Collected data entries

********************

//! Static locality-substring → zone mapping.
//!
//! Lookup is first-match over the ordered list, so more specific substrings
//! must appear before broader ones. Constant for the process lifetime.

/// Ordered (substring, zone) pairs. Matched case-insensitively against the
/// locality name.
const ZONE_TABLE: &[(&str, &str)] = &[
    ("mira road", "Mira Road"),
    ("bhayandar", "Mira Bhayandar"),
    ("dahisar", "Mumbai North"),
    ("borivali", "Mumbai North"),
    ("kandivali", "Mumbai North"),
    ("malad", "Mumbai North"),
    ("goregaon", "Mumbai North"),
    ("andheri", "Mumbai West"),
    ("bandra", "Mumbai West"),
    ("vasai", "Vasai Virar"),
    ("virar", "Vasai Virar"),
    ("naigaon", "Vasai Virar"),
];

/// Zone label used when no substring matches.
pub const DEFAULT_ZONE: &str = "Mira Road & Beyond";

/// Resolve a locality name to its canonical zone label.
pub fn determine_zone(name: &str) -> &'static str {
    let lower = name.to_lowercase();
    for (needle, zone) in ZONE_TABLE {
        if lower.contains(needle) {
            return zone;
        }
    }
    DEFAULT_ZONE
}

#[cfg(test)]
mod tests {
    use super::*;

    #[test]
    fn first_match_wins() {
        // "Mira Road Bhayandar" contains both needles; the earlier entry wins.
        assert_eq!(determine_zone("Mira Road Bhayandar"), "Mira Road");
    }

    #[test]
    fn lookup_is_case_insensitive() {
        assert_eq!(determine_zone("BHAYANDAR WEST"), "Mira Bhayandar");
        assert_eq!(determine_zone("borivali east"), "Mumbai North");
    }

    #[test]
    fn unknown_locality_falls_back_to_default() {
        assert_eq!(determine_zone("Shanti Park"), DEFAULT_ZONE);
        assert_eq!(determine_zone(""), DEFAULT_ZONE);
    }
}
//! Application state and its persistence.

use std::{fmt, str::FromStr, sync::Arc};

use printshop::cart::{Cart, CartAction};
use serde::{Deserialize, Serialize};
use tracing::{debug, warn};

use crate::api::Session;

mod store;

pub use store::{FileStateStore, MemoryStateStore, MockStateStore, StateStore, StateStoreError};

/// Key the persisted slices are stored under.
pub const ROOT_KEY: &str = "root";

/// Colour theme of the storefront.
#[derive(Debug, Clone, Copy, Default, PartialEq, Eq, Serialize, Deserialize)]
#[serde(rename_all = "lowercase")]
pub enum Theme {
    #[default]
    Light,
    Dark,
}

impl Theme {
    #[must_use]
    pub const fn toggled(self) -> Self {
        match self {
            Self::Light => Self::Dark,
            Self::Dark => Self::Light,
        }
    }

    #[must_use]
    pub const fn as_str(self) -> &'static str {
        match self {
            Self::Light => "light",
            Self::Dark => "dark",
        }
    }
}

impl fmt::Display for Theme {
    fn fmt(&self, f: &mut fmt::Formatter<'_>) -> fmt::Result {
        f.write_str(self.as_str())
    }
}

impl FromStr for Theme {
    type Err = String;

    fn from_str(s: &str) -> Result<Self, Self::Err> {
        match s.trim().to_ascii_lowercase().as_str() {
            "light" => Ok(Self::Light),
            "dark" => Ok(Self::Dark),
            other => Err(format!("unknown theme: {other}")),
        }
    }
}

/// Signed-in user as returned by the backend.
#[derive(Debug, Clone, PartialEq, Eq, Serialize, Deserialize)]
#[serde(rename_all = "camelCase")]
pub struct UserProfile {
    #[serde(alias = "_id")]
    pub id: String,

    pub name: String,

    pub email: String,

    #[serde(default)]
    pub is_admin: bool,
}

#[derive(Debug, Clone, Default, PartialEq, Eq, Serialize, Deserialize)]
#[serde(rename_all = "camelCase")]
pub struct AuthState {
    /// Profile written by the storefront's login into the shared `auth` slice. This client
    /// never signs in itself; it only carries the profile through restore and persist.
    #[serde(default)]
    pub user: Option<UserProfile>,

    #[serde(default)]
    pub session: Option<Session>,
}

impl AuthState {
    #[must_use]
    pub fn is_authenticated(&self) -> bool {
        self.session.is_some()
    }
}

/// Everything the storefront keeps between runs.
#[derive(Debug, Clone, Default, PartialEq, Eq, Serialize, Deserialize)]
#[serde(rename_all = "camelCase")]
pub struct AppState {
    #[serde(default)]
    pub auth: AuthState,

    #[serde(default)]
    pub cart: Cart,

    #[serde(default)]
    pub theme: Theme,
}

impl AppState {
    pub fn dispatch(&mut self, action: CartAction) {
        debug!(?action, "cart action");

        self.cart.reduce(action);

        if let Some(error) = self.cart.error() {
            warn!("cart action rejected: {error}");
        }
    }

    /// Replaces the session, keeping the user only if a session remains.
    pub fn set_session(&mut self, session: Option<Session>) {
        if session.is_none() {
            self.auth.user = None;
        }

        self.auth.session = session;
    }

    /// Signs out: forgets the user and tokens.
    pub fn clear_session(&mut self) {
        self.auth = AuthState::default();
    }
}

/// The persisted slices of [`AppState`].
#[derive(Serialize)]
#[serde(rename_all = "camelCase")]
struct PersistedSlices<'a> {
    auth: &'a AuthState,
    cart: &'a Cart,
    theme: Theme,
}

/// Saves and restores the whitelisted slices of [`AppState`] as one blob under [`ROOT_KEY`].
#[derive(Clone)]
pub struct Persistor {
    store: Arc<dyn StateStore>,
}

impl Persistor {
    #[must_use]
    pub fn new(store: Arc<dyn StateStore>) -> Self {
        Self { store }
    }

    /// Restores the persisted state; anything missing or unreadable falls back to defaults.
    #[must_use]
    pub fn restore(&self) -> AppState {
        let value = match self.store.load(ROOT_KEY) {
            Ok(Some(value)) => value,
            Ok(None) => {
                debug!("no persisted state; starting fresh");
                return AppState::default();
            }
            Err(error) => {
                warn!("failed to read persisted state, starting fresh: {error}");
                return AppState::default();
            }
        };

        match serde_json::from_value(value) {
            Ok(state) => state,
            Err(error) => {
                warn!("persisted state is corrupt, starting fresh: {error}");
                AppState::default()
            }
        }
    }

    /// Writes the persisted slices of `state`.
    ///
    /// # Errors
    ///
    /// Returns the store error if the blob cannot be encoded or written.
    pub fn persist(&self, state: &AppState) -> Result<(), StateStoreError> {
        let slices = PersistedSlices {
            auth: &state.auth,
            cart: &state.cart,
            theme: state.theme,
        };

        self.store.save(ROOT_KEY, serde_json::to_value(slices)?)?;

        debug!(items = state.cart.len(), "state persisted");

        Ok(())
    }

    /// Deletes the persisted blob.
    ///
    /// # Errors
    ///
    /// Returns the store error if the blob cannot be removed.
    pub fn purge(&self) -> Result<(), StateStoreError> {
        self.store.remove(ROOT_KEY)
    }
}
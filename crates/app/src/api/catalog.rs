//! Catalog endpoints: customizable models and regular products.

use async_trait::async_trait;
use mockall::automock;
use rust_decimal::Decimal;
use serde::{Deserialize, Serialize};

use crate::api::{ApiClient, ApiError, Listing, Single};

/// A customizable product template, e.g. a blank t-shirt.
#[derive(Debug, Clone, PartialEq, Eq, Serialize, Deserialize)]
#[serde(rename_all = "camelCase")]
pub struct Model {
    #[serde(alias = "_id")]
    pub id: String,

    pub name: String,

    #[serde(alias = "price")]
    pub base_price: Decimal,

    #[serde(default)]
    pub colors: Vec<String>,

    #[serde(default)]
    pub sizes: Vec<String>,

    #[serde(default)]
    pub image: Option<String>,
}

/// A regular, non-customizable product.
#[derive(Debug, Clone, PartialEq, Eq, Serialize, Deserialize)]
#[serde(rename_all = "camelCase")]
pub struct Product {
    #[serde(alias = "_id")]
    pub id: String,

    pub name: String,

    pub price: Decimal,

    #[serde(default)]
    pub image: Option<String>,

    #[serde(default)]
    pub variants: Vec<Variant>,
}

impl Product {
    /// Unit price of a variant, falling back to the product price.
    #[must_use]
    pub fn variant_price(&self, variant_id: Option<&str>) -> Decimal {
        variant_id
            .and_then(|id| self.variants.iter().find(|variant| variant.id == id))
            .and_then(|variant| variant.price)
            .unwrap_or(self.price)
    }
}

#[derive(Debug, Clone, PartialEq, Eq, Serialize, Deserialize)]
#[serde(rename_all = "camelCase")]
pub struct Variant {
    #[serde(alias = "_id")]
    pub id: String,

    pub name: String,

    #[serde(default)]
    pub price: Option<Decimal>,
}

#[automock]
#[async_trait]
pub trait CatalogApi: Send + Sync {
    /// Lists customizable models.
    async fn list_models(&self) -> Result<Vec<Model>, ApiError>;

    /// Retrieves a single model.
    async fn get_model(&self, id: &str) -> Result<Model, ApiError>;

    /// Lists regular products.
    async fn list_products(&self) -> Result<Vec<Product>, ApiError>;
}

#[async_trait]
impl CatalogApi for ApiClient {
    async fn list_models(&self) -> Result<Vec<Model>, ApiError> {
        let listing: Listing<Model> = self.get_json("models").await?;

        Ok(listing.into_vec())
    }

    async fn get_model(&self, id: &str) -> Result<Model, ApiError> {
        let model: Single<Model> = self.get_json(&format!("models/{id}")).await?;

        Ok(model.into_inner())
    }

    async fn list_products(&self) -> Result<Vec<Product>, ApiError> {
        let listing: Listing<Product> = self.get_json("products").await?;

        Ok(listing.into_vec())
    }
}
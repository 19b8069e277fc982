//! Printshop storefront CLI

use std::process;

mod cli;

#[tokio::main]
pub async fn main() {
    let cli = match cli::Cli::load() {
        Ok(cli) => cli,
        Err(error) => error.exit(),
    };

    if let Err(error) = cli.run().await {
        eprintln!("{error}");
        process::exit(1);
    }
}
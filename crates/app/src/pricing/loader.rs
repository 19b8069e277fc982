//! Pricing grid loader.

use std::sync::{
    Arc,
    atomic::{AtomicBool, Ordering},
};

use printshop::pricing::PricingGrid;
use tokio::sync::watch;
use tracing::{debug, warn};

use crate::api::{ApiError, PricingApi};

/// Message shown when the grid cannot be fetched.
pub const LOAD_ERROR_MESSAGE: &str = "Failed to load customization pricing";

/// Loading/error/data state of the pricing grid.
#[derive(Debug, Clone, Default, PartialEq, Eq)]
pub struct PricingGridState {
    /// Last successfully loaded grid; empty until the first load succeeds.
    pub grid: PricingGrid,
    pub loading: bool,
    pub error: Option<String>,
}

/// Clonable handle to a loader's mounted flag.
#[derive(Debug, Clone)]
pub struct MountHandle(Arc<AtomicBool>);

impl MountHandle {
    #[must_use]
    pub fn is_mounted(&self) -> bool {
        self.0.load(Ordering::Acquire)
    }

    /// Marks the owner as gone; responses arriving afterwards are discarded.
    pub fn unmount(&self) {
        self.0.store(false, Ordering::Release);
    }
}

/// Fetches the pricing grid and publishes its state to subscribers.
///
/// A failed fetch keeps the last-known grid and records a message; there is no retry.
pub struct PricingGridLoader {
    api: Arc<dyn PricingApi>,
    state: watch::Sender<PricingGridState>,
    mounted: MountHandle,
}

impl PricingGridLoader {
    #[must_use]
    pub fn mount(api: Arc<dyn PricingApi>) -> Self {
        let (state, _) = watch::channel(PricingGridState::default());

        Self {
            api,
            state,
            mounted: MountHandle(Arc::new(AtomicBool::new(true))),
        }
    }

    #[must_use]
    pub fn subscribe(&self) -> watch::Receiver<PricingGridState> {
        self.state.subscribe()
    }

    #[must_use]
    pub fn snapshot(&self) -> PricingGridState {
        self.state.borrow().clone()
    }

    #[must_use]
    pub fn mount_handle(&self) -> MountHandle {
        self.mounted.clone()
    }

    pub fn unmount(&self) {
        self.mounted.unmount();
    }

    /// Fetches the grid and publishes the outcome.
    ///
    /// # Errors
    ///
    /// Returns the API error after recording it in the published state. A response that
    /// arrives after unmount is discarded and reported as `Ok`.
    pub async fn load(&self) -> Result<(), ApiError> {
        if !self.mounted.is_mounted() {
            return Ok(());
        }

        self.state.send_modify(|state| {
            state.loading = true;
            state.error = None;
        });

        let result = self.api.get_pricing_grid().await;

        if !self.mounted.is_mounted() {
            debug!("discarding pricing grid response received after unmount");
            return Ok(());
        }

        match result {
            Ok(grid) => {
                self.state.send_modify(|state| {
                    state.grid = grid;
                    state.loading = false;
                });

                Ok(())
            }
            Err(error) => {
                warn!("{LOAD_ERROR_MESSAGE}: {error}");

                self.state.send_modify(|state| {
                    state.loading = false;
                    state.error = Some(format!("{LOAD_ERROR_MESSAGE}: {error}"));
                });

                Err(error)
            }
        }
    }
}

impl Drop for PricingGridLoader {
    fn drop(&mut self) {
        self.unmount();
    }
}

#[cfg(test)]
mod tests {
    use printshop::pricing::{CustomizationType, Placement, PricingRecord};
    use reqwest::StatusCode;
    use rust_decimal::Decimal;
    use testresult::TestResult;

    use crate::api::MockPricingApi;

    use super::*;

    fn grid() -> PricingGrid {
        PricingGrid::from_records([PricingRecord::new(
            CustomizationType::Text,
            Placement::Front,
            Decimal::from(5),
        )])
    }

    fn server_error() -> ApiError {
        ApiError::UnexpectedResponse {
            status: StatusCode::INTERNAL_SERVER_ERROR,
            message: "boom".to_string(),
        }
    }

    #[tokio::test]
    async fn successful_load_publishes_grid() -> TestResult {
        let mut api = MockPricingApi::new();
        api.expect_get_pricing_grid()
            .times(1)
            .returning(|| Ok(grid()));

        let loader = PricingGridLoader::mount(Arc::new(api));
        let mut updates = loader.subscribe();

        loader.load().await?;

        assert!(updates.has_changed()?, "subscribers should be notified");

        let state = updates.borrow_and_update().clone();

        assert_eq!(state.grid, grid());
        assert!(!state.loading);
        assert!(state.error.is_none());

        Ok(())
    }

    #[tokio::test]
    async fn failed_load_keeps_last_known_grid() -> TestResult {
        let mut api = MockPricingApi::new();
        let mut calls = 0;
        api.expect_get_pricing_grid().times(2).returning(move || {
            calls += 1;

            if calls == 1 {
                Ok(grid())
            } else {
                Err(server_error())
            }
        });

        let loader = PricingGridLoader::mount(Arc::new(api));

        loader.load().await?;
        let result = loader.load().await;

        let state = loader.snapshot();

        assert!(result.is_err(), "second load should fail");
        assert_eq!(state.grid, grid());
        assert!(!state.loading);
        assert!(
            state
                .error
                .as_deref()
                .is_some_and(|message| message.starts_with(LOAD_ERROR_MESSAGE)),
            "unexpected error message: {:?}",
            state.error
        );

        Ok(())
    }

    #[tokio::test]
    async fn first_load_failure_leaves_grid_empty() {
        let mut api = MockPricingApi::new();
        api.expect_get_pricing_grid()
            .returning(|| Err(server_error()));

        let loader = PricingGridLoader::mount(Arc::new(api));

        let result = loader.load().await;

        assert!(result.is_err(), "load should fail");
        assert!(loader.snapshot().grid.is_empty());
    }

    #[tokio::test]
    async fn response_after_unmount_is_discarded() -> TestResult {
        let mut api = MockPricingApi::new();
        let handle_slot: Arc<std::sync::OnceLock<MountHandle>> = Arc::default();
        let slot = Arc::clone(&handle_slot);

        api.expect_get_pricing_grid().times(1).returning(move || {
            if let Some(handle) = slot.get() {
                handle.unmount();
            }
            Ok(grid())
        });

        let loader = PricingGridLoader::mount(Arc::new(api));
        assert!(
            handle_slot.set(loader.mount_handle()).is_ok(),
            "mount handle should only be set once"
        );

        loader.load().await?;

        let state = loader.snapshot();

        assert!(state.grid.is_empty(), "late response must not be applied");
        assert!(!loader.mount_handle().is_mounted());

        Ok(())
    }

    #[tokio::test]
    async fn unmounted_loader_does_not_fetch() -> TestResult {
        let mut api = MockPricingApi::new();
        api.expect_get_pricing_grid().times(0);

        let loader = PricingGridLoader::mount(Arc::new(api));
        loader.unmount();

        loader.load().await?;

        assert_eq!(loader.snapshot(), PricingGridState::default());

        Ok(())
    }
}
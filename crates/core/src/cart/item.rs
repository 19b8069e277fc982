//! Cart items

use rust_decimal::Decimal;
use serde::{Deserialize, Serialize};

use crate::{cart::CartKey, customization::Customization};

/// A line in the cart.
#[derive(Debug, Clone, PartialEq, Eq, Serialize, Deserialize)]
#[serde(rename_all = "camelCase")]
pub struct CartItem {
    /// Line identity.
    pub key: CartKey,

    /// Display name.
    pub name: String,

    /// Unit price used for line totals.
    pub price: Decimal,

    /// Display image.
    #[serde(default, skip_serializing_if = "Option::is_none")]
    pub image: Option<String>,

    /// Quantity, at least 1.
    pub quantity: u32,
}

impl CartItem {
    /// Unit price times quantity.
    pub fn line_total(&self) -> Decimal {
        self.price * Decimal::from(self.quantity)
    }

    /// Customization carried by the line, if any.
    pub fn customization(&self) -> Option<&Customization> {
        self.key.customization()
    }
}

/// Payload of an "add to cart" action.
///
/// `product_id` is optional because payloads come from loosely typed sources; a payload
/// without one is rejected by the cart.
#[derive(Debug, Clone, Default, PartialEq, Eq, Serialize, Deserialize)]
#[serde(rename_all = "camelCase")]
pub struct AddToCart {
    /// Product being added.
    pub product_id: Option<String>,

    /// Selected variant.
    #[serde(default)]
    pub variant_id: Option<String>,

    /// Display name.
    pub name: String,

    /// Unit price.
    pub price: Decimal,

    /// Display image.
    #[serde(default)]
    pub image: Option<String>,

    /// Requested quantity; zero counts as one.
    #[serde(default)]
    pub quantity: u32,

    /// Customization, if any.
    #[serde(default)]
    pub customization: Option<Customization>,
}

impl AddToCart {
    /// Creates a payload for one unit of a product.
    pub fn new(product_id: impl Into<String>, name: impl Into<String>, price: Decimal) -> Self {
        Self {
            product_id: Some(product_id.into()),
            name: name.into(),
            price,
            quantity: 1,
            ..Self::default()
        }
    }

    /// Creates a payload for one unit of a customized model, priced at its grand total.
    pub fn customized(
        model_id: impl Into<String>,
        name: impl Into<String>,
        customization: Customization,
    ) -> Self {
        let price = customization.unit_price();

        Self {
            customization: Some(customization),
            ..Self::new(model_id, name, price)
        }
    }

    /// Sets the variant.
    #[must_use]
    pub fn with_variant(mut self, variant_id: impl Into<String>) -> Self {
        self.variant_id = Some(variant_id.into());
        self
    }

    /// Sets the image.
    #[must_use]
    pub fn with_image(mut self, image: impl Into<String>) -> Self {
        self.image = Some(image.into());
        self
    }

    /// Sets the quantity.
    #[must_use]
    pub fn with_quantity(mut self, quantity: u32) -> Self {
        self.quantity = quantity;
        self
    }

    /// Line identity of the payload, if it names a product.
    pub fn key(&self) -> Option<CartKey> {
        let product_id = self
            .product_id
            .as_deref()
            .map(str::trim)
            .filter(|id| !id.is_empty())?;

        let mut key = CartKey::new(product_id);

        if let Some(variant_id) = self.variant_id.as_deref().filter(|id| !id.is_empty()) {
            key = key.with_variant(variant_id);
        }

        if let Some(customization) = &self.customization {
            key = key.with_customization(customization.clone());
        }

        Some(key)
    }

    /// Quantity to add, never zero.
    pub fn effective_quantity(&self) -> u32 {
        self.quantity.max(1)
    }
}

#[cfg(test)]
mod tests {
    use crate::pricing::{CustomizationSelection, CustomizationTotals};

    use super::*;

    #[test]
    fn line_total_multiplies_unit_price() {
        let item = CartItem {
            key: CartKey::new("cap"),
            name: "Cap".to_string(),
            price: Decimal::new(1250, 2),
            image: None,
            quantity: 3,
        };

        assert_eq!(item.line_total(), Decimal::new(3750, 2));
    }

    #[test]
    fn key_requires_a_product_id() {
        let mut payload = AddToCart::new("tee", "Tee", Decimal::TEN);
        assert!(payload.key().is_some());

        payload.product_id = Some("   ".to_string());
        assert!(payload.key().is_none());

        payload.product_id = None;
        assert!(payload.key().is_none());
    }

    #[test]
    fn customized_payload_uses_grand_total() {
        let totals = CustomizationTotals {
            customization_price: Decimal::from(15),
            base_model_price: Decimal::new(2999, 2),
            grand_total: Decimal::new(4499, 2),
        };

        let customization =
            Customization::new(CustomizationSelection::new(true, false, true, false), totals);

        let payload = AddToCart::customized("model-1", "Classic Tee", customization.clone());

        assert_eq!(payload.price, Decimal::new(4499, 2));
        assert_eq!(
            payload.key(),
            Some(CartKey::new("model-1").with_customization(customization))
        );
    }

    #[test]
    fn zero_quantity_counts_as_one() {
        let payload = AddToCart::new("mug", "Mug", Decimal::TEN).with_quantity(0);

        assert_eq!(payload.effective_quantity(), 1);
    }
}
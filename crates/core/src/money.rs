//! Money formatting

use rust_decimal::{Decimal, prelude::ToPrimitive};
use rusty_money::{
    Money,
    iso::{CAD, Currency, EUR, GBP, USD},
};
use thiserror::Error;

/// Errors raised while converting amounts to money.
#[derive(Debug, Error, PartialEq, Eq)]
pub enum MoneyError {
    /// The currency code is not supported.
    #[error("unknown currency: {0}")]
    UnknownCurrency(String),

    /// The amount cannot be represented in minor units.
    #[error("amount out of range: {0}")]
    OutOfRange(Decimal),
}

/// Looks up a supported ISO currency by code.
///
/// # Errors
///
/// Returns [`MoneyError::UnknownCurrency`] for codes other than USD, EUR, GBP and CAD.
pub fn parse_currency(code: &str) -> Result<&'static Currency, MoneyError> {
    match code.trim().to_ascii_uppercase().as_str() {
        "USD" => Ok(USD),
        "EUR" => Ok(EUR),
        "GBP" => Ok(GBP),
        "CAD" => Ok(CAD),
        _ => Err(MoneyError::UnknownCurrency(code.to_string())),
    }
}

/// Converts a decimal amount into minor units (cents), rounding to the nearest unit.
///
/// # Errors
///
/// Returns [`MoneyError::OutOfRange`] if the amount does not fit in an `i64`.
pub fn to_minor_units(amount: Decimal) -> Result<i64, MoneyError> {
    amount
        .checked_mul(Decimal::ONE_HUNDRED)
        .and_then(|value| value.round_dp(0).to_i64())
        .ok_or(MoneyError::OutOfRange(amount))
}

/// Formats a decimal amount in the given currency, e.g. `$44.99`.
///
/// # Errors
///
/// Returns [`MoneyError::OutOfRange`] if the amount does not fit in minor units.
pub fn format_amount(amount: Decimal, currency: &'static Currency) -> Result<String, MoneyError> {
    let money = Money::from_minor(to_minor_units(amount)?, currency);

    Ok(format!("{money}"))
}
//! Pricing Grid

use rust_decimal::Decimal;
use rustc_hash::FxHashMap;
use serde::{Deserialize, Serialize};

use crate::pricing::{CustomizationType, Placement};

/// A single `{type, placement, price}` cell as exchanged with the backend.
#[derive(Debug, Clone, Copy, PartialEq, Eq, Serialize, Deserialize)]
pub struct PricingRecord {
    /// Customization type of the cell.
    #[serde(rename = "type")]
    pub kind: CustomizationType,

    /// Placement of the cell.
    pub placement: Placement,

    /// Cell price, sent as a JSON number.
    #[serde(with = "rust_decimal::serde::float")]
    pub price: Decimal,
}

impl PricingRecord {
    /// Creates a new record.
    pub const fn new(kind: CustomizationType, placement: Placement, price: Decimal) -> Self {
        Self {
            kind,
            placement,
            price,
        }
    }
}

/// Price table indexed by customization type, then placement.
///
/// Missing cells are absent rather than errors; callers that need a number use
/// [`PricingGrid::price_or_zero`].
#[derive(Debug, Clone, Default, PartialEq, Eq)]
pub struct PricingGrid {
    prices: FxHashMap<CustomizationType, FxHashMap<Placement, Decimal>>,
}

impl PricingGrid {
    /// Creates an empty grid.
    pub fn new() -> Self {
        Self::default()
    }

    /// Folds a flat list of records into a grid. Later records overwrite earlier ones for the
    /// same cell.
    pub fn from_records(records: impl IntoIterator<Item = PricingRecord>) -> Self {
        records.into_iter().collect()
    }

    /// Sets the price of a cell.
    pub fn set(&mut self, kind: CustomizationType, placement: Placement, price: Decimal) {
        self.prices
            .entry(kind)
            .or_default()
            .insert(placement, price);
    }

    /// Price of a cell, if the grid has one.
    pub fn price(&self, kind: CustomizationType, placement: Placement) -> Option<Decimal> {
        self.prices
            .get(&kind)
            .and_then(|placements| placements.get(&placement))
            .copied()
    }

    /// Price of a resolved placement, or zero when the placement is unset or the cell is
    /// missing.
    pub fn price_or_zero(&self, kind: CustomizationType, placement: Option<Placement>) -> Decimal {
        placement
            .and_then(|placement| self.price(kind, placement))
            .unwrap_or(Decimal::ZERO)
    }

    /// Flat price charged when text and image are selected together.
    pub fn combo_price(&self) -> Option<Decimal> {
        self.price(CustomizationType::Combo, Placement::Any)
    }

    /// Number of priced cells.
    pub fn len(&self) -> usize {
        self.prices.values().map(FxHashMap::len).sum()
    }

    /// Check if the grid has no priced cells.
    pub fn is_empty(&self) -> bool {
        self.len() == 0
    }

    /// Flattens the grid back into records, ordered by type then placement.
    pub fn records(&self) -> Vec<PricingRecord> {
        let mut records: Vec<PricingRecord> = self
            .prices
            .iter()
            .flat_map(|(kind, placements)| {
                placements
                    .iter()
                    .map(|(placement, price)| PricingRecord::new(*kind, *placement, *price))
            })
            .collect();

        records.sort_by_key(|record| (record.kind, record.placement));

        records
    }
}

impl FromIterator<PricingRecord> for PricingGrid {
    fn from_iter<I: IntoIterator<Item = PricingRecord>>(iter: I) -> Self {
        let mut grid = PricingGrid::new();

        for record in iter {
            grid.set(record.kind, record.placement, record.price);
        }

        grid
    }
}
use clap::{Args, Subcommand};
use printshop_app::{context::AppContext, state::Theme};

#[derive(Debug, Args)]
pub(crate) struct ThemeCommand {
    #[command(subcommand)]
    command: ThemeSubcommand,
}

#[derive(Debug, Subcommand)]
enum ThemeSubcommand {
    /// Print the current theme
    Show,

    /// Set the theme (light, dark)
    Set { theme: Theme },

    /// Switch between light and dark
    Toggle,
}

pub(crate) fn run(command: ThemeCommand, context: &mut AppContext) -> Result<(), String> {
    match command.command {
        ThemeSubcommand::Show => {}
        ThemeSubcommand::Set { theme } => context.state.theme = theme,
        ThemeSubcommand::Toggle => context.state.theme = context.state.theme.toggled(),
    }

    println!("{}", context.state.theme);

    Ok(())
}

********************

*What is required*. Every line in the records above that contains the word "between" is to be copied out.

*Answer for this exercise*.
/// Everything the storefront keeps between runs.
    /// Switch between light and dark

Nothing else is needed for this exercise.